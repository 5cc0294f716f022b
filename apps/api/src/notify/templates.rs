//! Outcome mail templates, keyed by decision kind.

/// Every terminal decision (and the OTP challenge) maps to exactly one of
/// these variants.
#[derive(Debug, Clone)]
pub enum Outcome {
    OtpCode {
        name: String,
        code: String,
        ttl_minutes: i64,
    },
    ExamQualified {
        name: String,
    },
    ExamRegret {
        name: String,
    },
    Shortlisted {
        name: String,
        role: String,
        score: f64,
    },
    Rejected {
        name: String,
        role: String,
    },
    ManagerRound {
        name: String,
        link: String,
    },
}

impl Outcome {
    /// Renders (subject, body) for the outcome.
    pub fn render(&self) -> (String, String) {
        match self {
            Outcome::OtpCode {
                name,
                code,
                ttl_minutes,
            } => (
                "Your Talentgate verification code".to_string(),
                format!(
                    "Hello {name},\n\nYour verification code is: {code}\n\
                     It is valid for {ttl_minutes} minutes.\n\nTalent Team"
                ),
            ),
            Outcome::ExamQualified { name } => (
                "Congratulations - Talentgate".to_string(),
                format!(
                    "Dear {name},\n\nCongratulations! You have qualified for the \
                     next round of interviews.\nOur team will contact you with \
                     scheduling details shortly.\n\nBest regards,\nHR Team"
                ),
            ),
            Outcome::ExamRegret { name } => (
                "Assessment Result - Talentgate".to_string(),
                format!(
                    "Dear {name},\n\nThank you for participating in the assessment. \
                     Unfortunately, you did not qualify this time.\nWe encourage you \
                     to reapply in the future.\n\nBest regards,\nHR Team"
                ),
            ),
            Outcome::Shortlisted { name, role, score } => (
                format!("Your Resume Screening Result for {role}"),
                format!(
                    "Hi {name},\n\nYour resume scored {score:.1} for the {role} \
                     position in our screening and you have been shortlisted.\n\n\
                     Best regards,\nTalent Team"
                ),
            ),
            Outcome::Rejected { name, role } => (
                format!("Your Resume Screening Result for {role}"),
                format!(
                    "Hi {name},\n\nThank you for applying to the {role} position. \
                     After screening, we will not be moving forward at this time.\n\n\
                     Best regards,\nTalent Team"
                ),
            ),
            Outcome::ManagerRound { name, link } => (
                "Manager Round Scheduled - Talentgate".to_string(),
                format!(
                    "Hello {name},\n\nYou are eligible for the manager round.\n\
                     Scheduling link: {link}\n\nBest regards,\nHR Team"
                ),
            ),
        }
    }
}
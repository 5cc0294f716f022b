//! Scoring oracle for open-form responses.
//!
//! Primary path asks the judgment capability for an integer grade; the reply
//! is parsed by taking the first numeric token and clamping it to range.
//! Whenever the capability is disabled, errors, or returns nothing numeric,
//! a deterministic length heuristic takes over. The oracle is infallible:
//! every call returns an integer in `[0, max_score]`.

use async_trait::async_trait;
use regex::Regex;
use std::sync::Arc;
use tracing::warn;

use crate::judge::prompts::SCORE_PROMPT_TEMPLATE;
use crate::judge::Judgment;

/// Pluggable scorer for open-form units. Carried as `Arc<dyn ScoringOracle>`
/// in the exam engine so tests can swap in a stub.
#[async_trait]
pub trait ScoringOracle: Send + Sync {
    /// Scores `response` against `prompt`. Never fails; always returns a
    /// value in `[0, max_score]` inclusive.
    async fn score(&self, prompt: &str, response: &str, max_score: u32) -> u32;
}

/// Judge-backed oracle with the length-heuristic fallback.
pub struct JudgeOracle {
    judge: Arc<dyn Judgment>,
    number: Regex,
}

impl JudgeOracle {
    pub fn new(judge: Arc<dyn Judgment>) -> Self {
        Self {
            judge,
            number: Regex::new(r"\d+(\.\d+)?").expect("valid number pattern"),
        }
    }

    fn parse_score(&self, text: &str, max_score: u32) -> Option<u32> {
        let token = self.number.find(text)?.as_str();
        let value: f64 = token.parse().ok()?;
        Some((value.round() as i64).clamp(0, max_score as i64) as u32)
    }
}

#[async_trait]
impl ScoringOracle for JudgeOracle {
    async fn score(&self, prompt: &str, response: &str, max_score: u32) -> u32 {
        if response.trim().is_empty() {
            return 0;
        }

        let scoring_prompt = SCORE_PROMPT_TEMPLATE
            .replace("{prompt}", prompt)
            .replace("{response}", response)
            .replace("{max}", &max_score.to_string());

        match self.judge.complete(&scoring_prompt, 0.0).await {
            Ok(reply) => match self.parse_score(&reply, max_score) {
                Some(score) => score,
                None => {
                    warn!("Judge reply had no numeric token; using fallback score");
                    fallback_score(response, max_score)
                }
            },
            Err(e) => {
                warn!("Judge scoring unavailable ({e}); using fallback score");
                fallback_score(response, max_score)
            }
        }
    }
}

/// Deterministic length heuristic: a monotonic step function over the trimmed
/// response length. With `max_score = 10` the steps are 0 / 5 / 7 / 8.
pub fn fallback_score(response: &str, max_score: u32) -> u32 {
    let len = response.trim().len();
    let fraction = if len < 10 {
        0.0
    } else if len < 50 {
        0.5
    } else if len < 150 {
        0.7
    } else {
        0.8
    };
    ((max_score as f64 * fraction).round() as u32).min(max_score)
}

[What this task involves] Return a copy of each line in the records above that has "role" in it.

[Task answer]
        role: String,
        role: String,
            Outcome::Shortlisted { name, role, score } => (
                format!("Your Resume Screening Result for {role}"),
                    "Hi {name},\n\nYour resume scored {score:.1} for the {role} \
            Outcome::Rejected { name, role } => (
                format!("Your Resume Screening Result for {role}"),
                    "Hi {name},\n\nThank you for applying to the {role} position. \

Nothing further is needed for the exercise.